Questions such as these have been raised most especially by Nick Ross in Inside Higher Ed on 14 November 2017, Cheating Without Intent? and in Carmen Carigan’s Op-Ed piece for the Indiana Daily Student on 15 November 2017, Online class messaging is not worth it.

It’s not new, of course, and not a unique instance, as several of the reports point out. Even pre-internet, schools’ academic integrity policies often carried the warning that if academic dishonesty is discovered in a group assignment, then all members of the group would share the same consequences.

I recall one of my early academic honesty workshops. I used a paper (found on a free term paper site) which, in the introduction, stated how the investigation had been divided, who had contributed what … and it was readily demonstrable that part three of the paper had been copied verbatim from a weekly magazine.  The question I posed to participants was, if the school’s academic honesty policy states that all taking part in a group project receive the same marks and/or the same consequences, should group responsibility still hold when it is possible to discern which member of the group has cheated?

What if the group numbers 83 students and it is not possible to determine who benefited?

Should benefit be part of the considerations?

In matters of plagiarism, it is often held that plagiarism is plagiarism, whether the writer intended to plagiarise or not. This is the International Baccalaureate standpoint. The IB similarly rules that if a student in an examination room is found to have brought in  unauthorised material, then the candidate has breached IB rules whether that student intends to use or has already used the unauthorised material or not.

By this argument, guilt would extend to all members of a GroupMe or similar group if anyone in the group if anyone in the group posts non-legitimate material..  Indeed, one of Carigan’s suggestions is

… keep your GroupMe controlled — five people or less is probably ideal. 

Set strict expectations for that communication, and if you feel that behavior in the group is unethical, leave the group.

This frightens me, it smacks of technology forcing us to change our behaviour for fear of what might happen.. This is not a good way to go: technology becomes our master, not our tool; instead of empowering us, it disempowers us.

Would I be happier if Carigan had said, “…. if you feel that (someone’s) behavior in the group is unethical, make that person leave the group“?  I probably would be happier.. That is the way to go, the group doing the right thing.

Honesty honestly, anyone?

Postscript (added 6 January 2018):

It is difficult and probably counter-productive to try to include every possible scenario in a school’s academic honesty policy. On the other hand, it is possible to present examples of possible problems and issues under a wider head, in this case, perhaps a paragraph or section on collaboration and collusion.

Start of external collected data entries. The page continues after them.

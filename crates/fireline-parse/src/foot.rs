//! Foot pressure frame parser.
//!
//! Frame shape: `^[LR]_\[\[.*?\]\]\n$` -- prefix selects the device, the
//! remainder (brackets stripped) is exactly 24 comma-separated decimals laid
//! out on a 6x4 grid. 18 of those 24 positions are "active"; the other six
//! (indices 8, 12, 16, 19, 20, 23) are hardcoded dead slots on the hardware
//! and are dropped, in grid order.

use fireline_protocol::Device;

use crate::ParseError;

const GRID_LEN: usize = 24;
const EXCLUDED: [usize; 6] = [8, 12, 16, 19, 20, 23];

/// The 18 grid indices that carry real pressure values, in output order.
const fn active_indices() -> [usize; fireline_protocol::reading::FOOT_VALUES_LEN] {
    let mut out = [0usize; fireline_protocol::reading::FOOT_VALUES_LEN];
    let mut out_i = 0;
    let mut i = 0;
    while i < GRID_LEN {
        let mut excluded = false;
        let mut j = 0;
        while j < EXCLUDED.len() {
            if EXCLUDED[j] == i {
                excluded = true;
            }
            j += 1;
        }
        if !excluded {
            out[out_i] = i;
            out_i += 1;
        }
        i += 1;
    }
    out
}

const ACTIVE_INDICES: [usize; fireline_protocol::reading::FOOT_VALUES_LEN] = active_indices();

/// The parsed numeric content of a foot frame, with derived aggregates.
#[derive(Debug, Clone, Copy, PartialEq)]
pub struct FootFrame {
    pub device: Device,
    pub values: [f64; fireline_protocol::reading::FOOT_VALUES_LEN],
    pub max: f64,
    pub avg: f64,
    pub active_count: u8,
}

/// Parse one complete foot-sensor text frame.
///
/// `line` must already have any trailing `\n` stripped by the caller (the
/// Sensor Session's fragmentation buffer splits on `\n` before calling
/// this). This function performs no I/O and holds no state.
pub fn parse_foot_frame(line: &str) -> Result<FootFrame, ParseError> {
    if let Some(rest) = line.strip_prefix("L_") {
        parse_body(Device::LeftFoot, rest)
    } else if let Some(rest) = line.strip_prefix("R_") {
        parse_body(Device::RightFoot, rest)
    } else {
        Err(ParseError::BadPrefix)
    }
}

fn parse_body(device: Device, rest: &str) -> Result<FootFrame, ParseError> {
    let stripped: String = rest.chars().filter(|c| *c != '[' && *c != ']').collect();
    let fields: Vec<&str> = stripped.split(',').map(str::trim).collect();
    if fields.len() != GRID_LEN {
        return Err(ParseError::BadFieldCount {
            expected: GRID_LEN,
            actual: fields.len(),
        });
    }

    let mut grid = [0.0f64; GRID_LEN];
    for (i, f) in fields.iter().enumerate() {
        grid[i] = f.parse::<f64>().map_err(|_| ParseError::BadDecimal(f.to_string()))?;
    }

    let mut values = [0.0f64; fireline_protocol::reading::FOOT_VALUES_LEN];
    for (out_i, &grid_i) in ACTIVE_INDICES.iter().enumerate() {
        values[out_i] = grid[grid_i];
    }

    let max = values.iter().copied().fold(f64::NEG_INFINITY, f64::max);
    let sum: f64 = values.iter().sum();
    let avg = sum / values.len() as f64;
    let active_count = values.iter().filter(|&&v| v > 0.0).count() as u8;

    Ok(FootFrame {
        device,
        values,
        max,
        avg,
        active_count,
    })
}
use axum::{extract::State, http::StatusCode, response::IntoResponse, Json};
use fireline_protocol::query::{SimilarQueryRequest, SimilarQueryResponse};

use crate::http::response::error_response;
use crate::state::AppState;

pub async fn similar(
    State(state): State<AppState>,
    Json(req): Json<SimilarQueryRequest>,
) -> impl IntoResponse {
    match state
        .vectors
        .search(req.window_id, req.limit, &req.filter)
        .await
    {
        Ok(results) => (StatusCode::OK, Json(SimilarQueryResponse { results })).into_response(),
        Err(e) => error_response(e.into()).into_response(),
    }
}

Given the nature of social media, this type of sharing is likely to be prevalent today. It might be prudent for the school’s academic honesty committee (or equivalent) to consider procedures and consequences. Group and individual responsibility might be an issue to discuss with students. Indeed, discussion with students on any academic honesty issue can help bring an academic honesty policy to life, help students connect the often dry statements with their daily lives, and give them ownership of the policy.